Task requirements> Look through the entries that follow and return each line that has the string "writer".

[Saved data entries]
++++++

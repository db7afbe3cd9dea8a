//! CSV export of line sets and plain 2D arrays

use super::{LineSet, PlotError};
use log::info;
use ndarray::Array2;
use std::path::Path;

/// Write named columns side by side with a leading unnamed row-index column
///
/// Every column must have the same length.
pub fn export_columns<P: AsRef<Path>>(
    columns: &[(&str, &[f64])],
    path: P,
) -> Result<(), PlotError> {
    let path = path.as_ref();
    let rows = columns.first().map_or(0, |(_, values)| values.len());
    if let Some((name, values)) = columns.iter().find(|(_, values)| values.len() != rows) {
        return Err(PlotError::ShapeMismatch(format!(
            "column {:?} has {} rows, expected {}",
            name,
            values.len(),
            rows
        )));
    }

    let mut writer = csv::Writer::from_path(path)?;
    writer.write_record(std::iter::once("").chain(columns.iter().map(|(name, _)| *name)))?;
    for row in 0..rows {
        let mut record = Vec::with_capacity(columns.len() + 1);
        record.push(row.to_string());
        record.extend(columns.iter().map(|(_, values)| values[row].to_string()));
        writer.write_record(&record)?;
    }
    writer.flush()?;

    info!("exported {} rows x {} columns to {}", rows, columns.len(), path.display());
    Ok(())
}

/// Write every line as an `x_name, y_name` column pair
pub fn export_lines<P: AsRef<Path>>(set: &LineSet, path: P) -> Result<(), PlotError> {
    let columns: Vec<(&str, &[f64])> = set
        .lines()
        .into_iter()
        .flat_map(|line| {
            [
                (line.x_name.as_str(), line.x.as_slice()),
                (line.y_name.as_str(), line.y.as_slice()),
            ]
        })
        .collect();
    export_columns(&columns, path)
}

/// Write a 2D array as comma separated rows, no header and no index
pub fn export_array<P: AsRef<Path>>(array: &Array2<f64>, path: P) -> Result<(), PlotError> {
    let mut writer = csv::WriterBuilder::new()
        .has_headers(false)
        .from_path(path.as_ref())?;
    for row in array.rows() {
        writer.write_record(row.iter().map(|v| v.to_string()))?;
    }
    writer.flush()?;
    Ok(())
}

++++++

Solution>
    let mut writer = csv::Writer::from_path(path)?;
    writer.write_record(std::iter::once("").chain(columns.iter().map(|(name, _)| *name)))?;
        writer.write_record(&record)?;
    writer.flush()?;
    let mut writer = csv::WriterBuilder::new()
        writer.write_record(row.iter().map(|v| v.to_string()))?;
    writer.flush()?;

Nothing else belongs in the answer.